Sleeping Beauty was next re-released in 1995, when Rory was aged ten or eleven. It is also possible that this was when she developed her crush on the prince. To me this makes more sense, as she was on the cusp of puberty and more likely to be thinking about boys in a romantic way.

Prince Phillip does very vaguely resemble Dean – or at least a cartoon version of Dean wouldn’t look completely unlike Prince Phillip. The fact that Rory liked the prince because he could dance is a foreshadowing of what is soon to come between her and Dean.

Tourniquet

(After Rory confesses she did a load of laundry without asking Lorelai)
LORELAI: I’m crushed. I’m bleeding. Get me a tourniquet. Oh, no, they’re dirty ’cause Rory wouldn’t wash them with her stuff.

A tourniquet is a device used to control blood flow after an injury. Tourniquets have been especially used on battlefields.

Lorelai’s pretense at suffering deep emotional pain will soon be replaced by genuine emotional pain.

Lorelai Leigh

We learn in this episode that Rory’s full name is Lorelai Leigh Gilmore. This seems like an homage to the character Lorelei Lee (played by Marilyn Monroe), from the 1953 musical comedy film Gentlemen Prefer Blondes, directed by Howard Hawks.
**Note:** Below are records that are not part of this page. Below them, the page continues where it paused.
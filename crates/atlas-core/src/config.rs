//! Configuration loading and typed config structures for the Atlas overlay.
//!
//! The configuration is a small YAML document with three sections:
//!
//! ```yaml
//! refresh:
//!   interval_ms: 5000
//!   rebuild_on_area_change: true
//! scoring:
//!   effect_radius: 11
//!   tower_map_ids: [MapLostTowers, MapMesa, MapBluff, MapAlpineRidge, MapSinkingSpire]
//!   self_frozen_tower_ids: [MapLostTowers]
//! percentile:
//!   skip_top: 10
//!   skip_bottom: 5
//!   fallback_min: 0.0
//!   fallback_max: 100.0
//! ```
//!
//! Every field is optional and falls back to the value shown above.

use std::collections::BTreeSet;
use std::path::Path;

use atlas_world::scoring::{
    DEFAULT_EFFECT_RADIUS, DEFAULT_SELF_FROZEN_TOWER_IDS, DEFAULT_TOWER_MAP_IDS,
};
use atlas_world::stats::{
    DEFAULT_FALLBACK_MAX, DEFAULT_FALLBACK_MIN, DEFAULT_SKIP_BOTTOM, DEFAULT_SKIP_TOP,
};
use atlas_world::{PercentileSettings, ScoringSettings};
use serde::Deserialize;

/// Environment variable overriding `refresh.interval_ms`.
pub const REFRESH_INTERVAL_ENV: &str = "ATLAS_REFRESH_INTERVAL_MS";

/// Smallest accepted refresh interval.
pub const MIN_REFRESH_INTERVAL_MS: u64 = 100;

/// Errors that can occur when loading configuration.
#[derive(Debug, thiserror::Error)]
pub enum ConfigError {
    /// Failed to read the configuration file from disk.
    #[error("failed to read config file: {source}")]
    Io {
        /// The underlying I/O error.
        #[from]
        source: std::io::Error,
    },

    /// Failed to parse YAML content.
    #[error("failed to parse config YAML: {source}")]
    Yaml {
        /// The underlying YAML parse error.
        source: serde_yml::Error,
    },

    /// A value parsed but is out of range.
    #[error("invalid config value for {field}: {reason}")]
    Invalid {
        /// Dotted path of the offending field.
        field: &'static str,
        /// What is wrong with it.
        reason: String,
    },
}

impl From<serde_yml::Error> for ConfigError {
    fn from(source: serde_yml::Error) -> Self {
        Self::Yaml { source }
    }
}

/// Top-level overlay configuration.
#[derive(Debug, Clone, Default, PartialEq, Deserialize)]
pub struct AtlasConfig {
    /// Refresh scheduling.
    #[serde(default)]
    pub refresh: RefreshConfig,

    /// Scoring radius and tower classification.
    #[serde(default)]
    pub scoring: ScoringConfig,

    /// Percentile scale parameters.
    #[serde(default)]
    pub percentile: PercentileConfig,
}

impl AtlasConfig {
    /// Load configuration from a YAML file at the given path.
    ///
    /// `ATLAS_REFRESH_INTERVAL_MS` overrides `refresh.interval_ms` when set
    /// to a valid integer.
    ///
    /// # Errors
    ///
    /// Returns [`ConfigError::Io`] if the file cannot be read,
    /// [`ConfigError::Yaml`] if the content is not valid YAML, or
    /// [`ConfigError::Invalid`] if a value is out of range.
    pub fn from_file(path: &Path) -> Result<Self, ConfigError> {
        let contents = std::fs::read_to_string(path)?;
        Self::parse(&contents)
    }

    /// Parse configuration from a YAML string.
    ///
    /// An empty document yields the defaults.
    ///
    /// # Errors
    ///
    /// Returns [`ConfigError::Yaml`] if the string is not valid YAML, or
    /// [`ConfigError::Invalid`] if a value is out of range.
    pub fn parse(yaml: &str) -> Result<Self, ConfigError> {
        let mut config: Self = if yaml.trim().is_empty() {
            Self::default()
        } else {
            serde_yml::from_str(yaml)?
        };
        config.apply_env_overrides();
        config.validate()?;
        Ok(config)
    }

    /// Override values from the process environment.
    pub fn apply_env_overrides(&mut self) {
        self.apply_overrides(|key| std::env::var(key).ok());
    }

    /// Override values through an arbitrary variable lookup.
    pub fn apply_overrides(&mut self, lookup: impl Fn(&str) -> Option<String>) {
        if let Some(raw) = lookup(REFRESH_INTERVAL_ENV) {
            match raw.trim().parse::<u64>() {
                Ok(ms) => self.refresh.interval_ms = ms,
                Err(err) => tracing::warn!(
                    variable = REFRESH_INTERVAL_ENV,
                    value = %raw,
                    %err,
                    "Ignoring unparseable override"
                ),
            }
        }
    }

    /// Check every range constraint.
    ///
    /// # Errors
    ///
    /// Returns [`ConfigError::Invalid`] naming the first offending field.
    pub fn validate(&self) -> Result<(), ConfigError> {
        if self.refresh.interval_ms < MIN_REFRESH_INTERVAL_MS {
            return Err(ConfigError::Invalid {
                field: "refresh.interval_ms",
                reason: format!(
                    "{} is below the minimum of {MIN_REFRESH_INTERVAL_MS}",
                    self.refresh.interval_ms
                ),
            });
        }
        if self.scoring.effect_radius == 0 {
            return Err(ConfigError::Invalid {
                field: "scoring.effect_radius",
                reason: "must be greater than zero".to_owned(),
            });
        }
        let p = &self.percentile;
        if !p.fallback_min.is_finite() || !p.fallback_max.is_finite() {
            return Err(ConfigError::Invalid {
                field: "percentile.fallback_min",
                reason: "fallbacks must be finite".to_owned(),
            });
        }
        if p.fallback_min > p.fallback_max {
            return Err(ConfigError::Invalid {
                field: "percentile.fallback_min",
                reason: format!(
                    "{} exceeds fallback_max {}",
                    p.fallback_min, p.fallback_max
                ),
            });
        }
        Ok(())
    }
}

/// Refresh scheduling configuration.
#[derive(Debug, Clone, PartialEq, Eq, Deserialize)]
pub struct RefreshConfig {
    /// Minimum milliseconds between interval-triggered refreshes.
    #[serde(default = "default_interval_ms")]
    pub interval_ms: u64,

    /// Clear the cache when the provider reports a new area.
    #[serde(default = "default_rebuild_on_area_change")]
    pub rebuild_on_area_change: bool,
}

impl Default for RefreshConfig {
    fn default() -> Self {
        Self {
            interval_ms: default_interval_ms(),
            rebuild_on_area_change: default_rebuild_on_area_change(),
        }
    }
}

/// Scoring configuration.
#[derive(Debug, Clone, PartialEq, Eq, Deserialize)]
pub struct ScoringConfig {
    /// Inclusive tower proximity radius in grid units.
    #[serde(default = "default_effect_radius")]
    pub effect_radius: u32,

    /// Map ids classified as towers.
    #[serde(default = "default_tower_map_ids")]
    pub tower_map_ids: BTreeSet<String>,

    /// Tower ids whose own broadcast freezes once visited.
    #[serde(default = "default_self_frozen_tower_ids")]
    pub self_frozen_tower_ids: BTreeSet<String>,
}

impl Default for ScoringConfig {
    fn default() -> Self {
        Self {
            effect_radius: default_effect_radius(),
            tower_map_ids: default_tower_map_ids(),
            self_frozen_tower_ids: default_self_frozen_tower_ids(),
        }
    }
}

impl From<&ScoringConfig> for ScoringSettings {
    fn from(config: &ScoringConfig) -> Self {
        Self {
            effect_radius: config.effect_radius,
            tower_map_ids: config.tower_map_ids.clone(),
            self_frozen_tower_ids: config.self_frozen_tower_ids.clone(),
        }
    }
}

/// Percentile scale configuration.
#[derive(Debug, Clone, Copy, PartialEq, Deserialize)]
pub struct PercentileConfig {
    /// Weights skipped from the top.
    #[serde(default = "default_skip_top")]
    pub skip_top: usize,

    /// Weights skipped from the bottom.
    #[serde(default = "default_skip_bottom")]
    pub skip_bottom: usize,

    /// `min_weight` for an empty population.
    #[serde(default = "default_fallback_min")]
    pub fallback_min: f64,

    /// `max_weight` for an empty population.
    #[serde(default = "default_fallback_max")]
    pub fallback_max: f64,
}

impl Default for PercentileConfig {
    fn default() -> Self {
        Self {
            skip_top: default_skip_top(),
            skip_bottom: default_skip_bottom(),
            fallback_min: default_fallback_min(),
            fallback_max: default_fallback_max(),
        }
    }
}

impl From<&PercentileConfig> for PercentileSettings {
    fn from(config: &PercentileConfig) -> Self {
        Self {
            skip_top: config.skip_top,
            skip_bottom: config.skip_bottom,
            fallback_min: config.fallback_min,
            fallback_max: config.fallback_max,
        }
    }
}

// ---------------------------------------------------------------------------
// Default value functions
// ---------------------------------------------------------------------------

const fn default_interval_ms() -> u64 {
    5_000
}

const fn default_rebuild_on_area_change() -> bool {
    true
}

const fn default_effect_radius() -> u32 {
    DEFAULT_EFFECT_RADIUS
}

fn default_tower_map_ids() -> BTreeSet<String> {
    DEFAULT_TOWER_MAP_IDS.iter().map(|s| (*s).to_owned()).collect()
}

fn default_self_frozen_tower_ids() -> BTreeSet<String> {
    DEFAULT_SELF_FROZEN_TOWER_IDS
        .iter()
        .map(|s| (*s).to_owned())
        .collect()
}

const fn default_skip_top() -> usize {
    DEFAULT_SKIP_TOP
}

const fn default_skip_bottom() -> usize {
    DEFAULT_SKIP_BOTTOM
}

const fn default_fallback_min() -> f64 {
    DEFAULT_FALLBACK_MIN
}

const fn default_fallback_max() -> f64 {
    DEFAULT_FALLBACK_MAX
}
It is based on the 1949 musical, which in turn was based on the best-selling 1925 novel of the same name by Anita Loos. Gentlemen Prefer Blondes was the #9 movie of 1953, and both the film and Monroe’s performance were praised by critics.

In the film, Lorelei Lee loves wealthy men and the high life, and is also accused in court of theft. This may help prepare us for Rory’s own character arc.

Cute Luke

Lorelai asks Rory if she thinks Luke is cute, indicating him as a possible love interest. Rory puts a stop to this idea, as she fears that if Lorelai and Luke dated, then broke up, they would never be able to get food and coffee from him again. Without Rory’s blessing, any attraction Lorelai feels toward Luke has to be put on the back-burner. Future episodes prove Rory’s concerns to be not unfounded.